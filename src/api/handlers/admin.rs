// Copyright (c) Handball Connect Team
// SPDX-License-Identifier: Apache-2.0

use axum::extract::{Path, State};
use axum::http::StatusCode;
use axum::response::IntoResponse;
use axum::Json;
use serde::Deserialize;

use crate::api::{AppState, Auth};
use crate::error::Result;

#[derive(Debug, Deserialize)]
pub struct FlagRequest {
    pub value: bool,
}

pub async fn list_accounts(
    State(state): State<AppState>,
    Auth(viewer): Auth,
) -> Result<impl IntoResponse> {
    let accounts = state.stores.admin.list_accounts(&viewer).await?;
    Ok(Json(accounts))
}

pub async fn set_admin(
    State(state): State<AppState>,
    Auth(viewer): Auth,
    Path(id): Path<String>,
    Json(req): Json<FlagRequest>,
) -> Result<impl IntoResponse> {
    state.stores.admin.set_admin(&viewer, &id, req.value).await?;
    Ok(StatusCode::NO_CONTENT)
}

pub async fn set_disabled(
    State(state): State<AppState>,
    Auth(viewer): Auth,
    Path(id): Path<String>,
    Json(req): Json<FlagRequest>,
) -> Result<impl IntoResponse> {
    state.stores.admin.set_disabled(&viewer, &id, req.value).await?;
    Ok(StatusCode::NO_CONTENT)
}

What you have to do: Write every record out again exactly.

Output of the exercise:
filename src/api/handlers/admin.rs
// Copyright (c) Handball Connect Team
// SPDX-License-Identifier: Apache-2.0

use axum::extract::{Path, State};
use axum::http::StatusCode;
use axum::response::IntoResponse;
use axum::Json;
use serde::Deserialize;

use crate::api::{AppState, Auth};
use crate::error::Result;

#[derive(Debug, Deserialize)]
pub struct FlagRequest {
    pub value: bool,
}

pub async fn list_accounts(
    State(state): State<AppState>,
    Auth(viewer): Auth,
) -> Result<impl IntoResponse> {
    let accounts = state.stores.admin.list_accounts(&viewer).await?;
    Ok(Json(accounts))
}

pub async fn set_admin(
    State(state): State<AppState>,
    Auth(viewer): Auth,
    Path(id): Path<String>,
    Json(req): Json<FlagRequest>,
) -> Result<impl IntoResponse> {
    state.stores.admin.set_admin(&viewer, &id, req.value).await?;
    Ok(StatusCode::NO_CONTENT)
}

pub async fn set_disabled(
    State(state): State<AppState>,
    Auth(viewer): Auth,
    Path(id): Path<String>,
    Json(req): Json<FlagRequest>,
) -> Result<impl IntoResponse> {
    state.stores.admin.set_disabled(&viewer, &id, req.value).await?;
    Ok(StatusCode::NO_CONTENT)
}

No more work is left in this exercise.